**What you have to do:**
All entries below are to be reproduced exactly.

Start of Block

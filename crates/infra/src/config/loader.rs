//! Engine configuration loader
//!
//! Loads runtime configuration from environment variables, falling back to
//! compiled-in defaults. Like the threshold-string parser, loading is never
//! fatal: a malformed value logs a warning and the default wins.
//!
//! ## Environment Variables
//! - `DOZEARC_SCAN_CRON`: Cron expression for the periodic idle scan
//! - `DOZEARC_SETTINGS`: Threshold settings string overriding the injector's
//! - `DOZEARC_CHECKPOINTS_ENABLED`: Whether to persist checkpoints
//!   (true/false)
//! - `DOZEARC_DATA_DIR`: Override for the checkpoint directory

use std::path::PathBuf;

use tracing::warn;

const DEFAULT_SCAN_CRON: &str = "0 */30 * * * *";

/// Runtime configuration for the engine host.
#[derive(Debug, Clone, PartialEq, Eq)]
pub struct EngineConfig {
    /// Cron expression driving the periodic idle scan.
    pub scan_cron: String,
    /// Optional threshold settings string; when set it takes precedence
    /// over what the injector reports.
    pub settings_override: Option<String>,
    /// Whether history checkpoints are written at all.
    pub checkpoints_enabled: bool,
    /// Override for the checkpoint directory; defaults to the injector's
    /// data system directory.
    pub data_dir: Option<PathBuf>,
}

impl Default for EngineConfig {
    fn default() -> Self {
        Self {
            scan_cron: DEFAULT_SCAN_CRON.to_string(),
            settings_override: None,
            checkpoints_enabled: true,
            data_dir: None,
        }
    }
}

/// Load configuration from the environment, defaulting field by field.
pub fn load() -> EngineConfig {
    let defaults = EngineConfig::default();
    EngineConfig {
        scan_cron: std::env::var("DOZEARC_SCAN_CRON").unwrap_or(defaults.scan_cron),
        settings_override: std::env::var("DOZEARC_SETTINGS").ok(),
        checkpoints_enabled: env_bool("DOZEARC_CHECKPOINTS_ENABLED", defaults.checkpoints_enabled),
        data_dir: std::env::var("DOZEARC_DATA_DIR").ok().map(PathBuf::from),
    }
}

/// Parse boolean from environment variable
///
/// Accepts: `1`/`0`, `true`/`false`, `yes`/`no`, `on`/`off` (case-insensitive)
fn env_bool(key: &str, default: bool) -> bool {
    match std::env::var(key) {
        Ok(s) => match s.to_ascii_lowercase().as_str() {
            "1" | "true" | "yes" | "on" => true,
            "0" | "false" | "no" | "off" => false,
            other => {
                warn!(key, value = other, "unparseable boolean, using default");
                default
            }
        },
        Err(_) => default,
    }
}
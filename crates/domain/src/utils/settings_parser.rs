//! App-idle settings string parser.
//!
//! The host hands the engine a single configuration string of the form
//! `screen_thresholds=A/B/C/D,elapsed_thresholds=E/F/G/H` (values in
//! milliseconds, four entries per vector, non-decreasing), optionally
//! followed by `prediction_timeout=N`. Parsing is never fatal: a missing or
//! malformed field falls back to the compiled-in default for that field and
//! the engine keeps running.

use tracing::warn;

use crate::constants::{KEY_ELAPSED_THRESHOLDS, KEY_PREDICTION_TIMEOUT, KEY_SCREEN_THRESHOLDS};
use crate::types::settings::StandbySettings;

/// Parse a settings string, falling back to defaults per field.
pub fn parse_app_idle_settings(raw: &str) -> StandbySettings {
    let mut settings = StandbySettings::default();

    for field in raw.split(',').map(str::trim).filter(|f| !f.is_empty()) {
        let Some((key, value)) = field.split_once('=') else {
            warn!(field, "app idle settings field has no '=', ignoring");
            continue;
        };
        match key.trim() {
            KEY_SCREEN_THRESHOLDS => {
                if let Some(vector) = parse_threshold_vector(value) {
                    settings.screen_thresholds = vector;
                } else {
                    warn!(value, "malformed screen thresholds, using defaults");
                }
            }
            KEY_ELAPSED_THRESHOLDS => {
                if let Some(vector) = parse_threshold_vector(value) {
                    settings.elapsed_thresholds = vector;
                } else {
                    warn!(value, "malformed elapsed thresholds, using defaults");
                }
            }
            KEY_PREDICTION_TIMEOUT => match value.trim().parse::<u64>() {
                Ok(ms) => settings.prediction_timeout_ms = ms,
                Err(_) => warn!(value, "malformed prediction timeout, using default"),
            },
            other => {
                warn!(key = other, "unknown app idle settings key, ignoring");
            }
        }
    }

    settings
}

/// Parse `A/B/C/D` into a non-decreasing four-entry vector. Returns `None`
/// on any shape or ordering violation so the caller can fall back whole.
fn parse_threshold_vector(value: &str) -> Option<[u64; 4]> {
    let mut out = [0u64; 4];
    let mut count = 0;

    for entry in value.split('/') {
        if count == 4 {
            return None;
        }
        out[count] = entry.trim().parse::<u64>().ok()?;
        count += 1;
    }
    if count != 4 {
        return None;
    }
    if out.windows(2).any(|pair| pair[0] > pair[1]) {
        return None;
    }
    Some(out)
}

End of Block

**Answer section:**
filename crates/infra/src/config/loader.rs
//! Engine configuration loader
//!
//! Loads runtime configuration from environment variables, falling back to
//! compiled-in defaults. Like the threshold-string parser, loading is never
//! fatal: a malformed value logs a warning and the default wins.
//!
//! ## Environment Variables
//! - `DOZEARC_SCAN_CRON`: Cron expression for the periodic idle scan
//! - `DOZEARC_SETTINGS`: Threshold settings string overriding the injector's
//! - `DOZEARC_CHECKPOINTS_ENABLED`: Whether to persist checkpoints
//!   (true/false)
//! - `DOZEARC_DATA_DIR`: Override for the checkpoint directory

use std::path::PathBuf;

use tracing::warn;

const DEFAULT_SCAN_CRON: &str = "0 */30 * * * *";

/// Runtime configuration for the engine host.
#[derive(Debug, Clone, PartialEq, Eq)]
pub struct EngineConfig {
    /// Cron expression driving the periodic idle scan.
    pub scan_cron: String,
    /// Optional threshold settings string; when set it takes precedence
    /// over what the injector reports.
    pub settings_override: Option<String>,
    /// Whether history checkpoints are written at all.
    pub checkpoints_enabled: bool,
    /// Override for the checkpoint directory; defaults to the injector's
    /// data system directory.
    pub data_dir: Option<PathBuf>,
}

impl Default for EngineConfig {
    fn default() -> Self {
        Self {
            scan_cron: DEFAULT_SCAN_CRON.to_string(),
            settings_override: None,
            checkpoints_enabled: true,
            data_dir: None,
        }
    }
}

/// Load configuration from the environment, defaulting field by field.
pub fn load() -> EngineConfig {
    let defaults = EngineConfig::default();
    EngineConfig {
        scan_cron: std::env::var("DOZEARC_SCAN_CRON").unwrap_or(defaults.scan_cron),
        settings_override: std::env::var("DOZEARC_SETTINGS").ok(),
        checkpoints_enabled: env_bool("DOZEARC_CHECKPOINTS_ENABLED", defaults.checkpoints_enabled),
        data_dir: std::env::var("DOZEARC_DATA_DIR").ok().map(PathBuf::from),
    }
}

/// Parse boolean from environment variable
///
/// Accepts: `1`/`0`, `true`/`false`, `yes`/`no`, `on`/`off` (case-insensitive)
fn env_bool(key: &str, default: bool) -> bool {
    match std::env::var(key) {
        Ok(s) => match s.to_ascii_lowercase().as_str() {
            "1" | "true" | "yes" | "on" => true,
            "0" | "false" | "no" | "off" => false,
            other => {
                warn!(key, value = other, "unparseable boolean, using default");
                default
            }
        },
        Err(_) => default,
    }
}
filename crates/domain/src/utils/settings_parser.rs
//! App-idle settings string parser.
//!
//! The host hands the engine a single configuration string of the form
//! `screen_thresholds=A/B/C/D,elapsed_thresholds=E/F/G/H` (values in
//! milliseconds, four entries per vector, non-decreasing), optionally
//! followed by `prediction_timeout=N`. Parsing is never fatal: a missing or
//! malformed field falls back to the compiled-in default for that field and
//! the engine keeps running.

use tracing::warn;

use crate::constants::{KEY_ELAPSED_THRESHOLDS, KEY_PREDICTION_TIMEOUT, KEY_SCREEN_THRESHOLDS};
use crate::types::settings::StandbySettings;

/// Parse a settings string, falling back to defaults per field.
pub fn parse_app_idle_settings(raw: &str) -> StandbySettings {
    let mut settings = StandbySettings::default();

    for field in raw.split(',').map(str::trim).filter(|f| !f.is_empty()) {
        let Some((key, value)) = field.split_once('=') else {
            warn!(field, "app idle settings field has no '=', ignoring");
            continue;
        };
        match key.trim() {
            KEY_SCREEN_THRESHOLDS => {
                if let Some(vector) = parse_threshold_vector(value) {
                    settings.screen_thresholds = vector;
                } else {
                    warn!(value, "malformed screen thresholds, using defaults");
                }
            }
            KEY_ELAPSED_THRESHOLDS => {
                if let Some(vector) = parse_threshold_vector(value) {
                    settings.elapsed_thresholds = vector;
                } else {
                    warn!(value, "malformed elapsed thresholds, using defaults");
                }
            }
            KEY_PREDICTION_TIMEOUT => match value.trim().parse::<u64>() {
                Ok(ms) => settings.prediction_timeout_ms = ms,
                Err(_) => warn!(value, "malformed prediction timeout, using default"),
            },
            other => {
                warn!(key = other, "unknown app idle settings key, ignoring");
            }
        }
    }

    settings
}

/// Parse `A/B/C/D` into a non-decreasing four-entry vector. Returns `None`
/// on any shape or ordering violation so the caller can fall back whole.
fn parse_threshold_vector(value: &str) -> Option<[u64; 4]> {
    let mut out = [0u64; 4];
    let mut count = 0;

    for entry in value.split('/') {
        if count == 4 {
            return None;
        }
        out[count] = entry.trim().parse::<u64>().ok()?;
        count += 1;
    }
    if count != 4 {
        return None;
    }
    if out.windows(2).any(|pair| pair[0] > pair[1]) {
        return None;
    }
    Some(out)
}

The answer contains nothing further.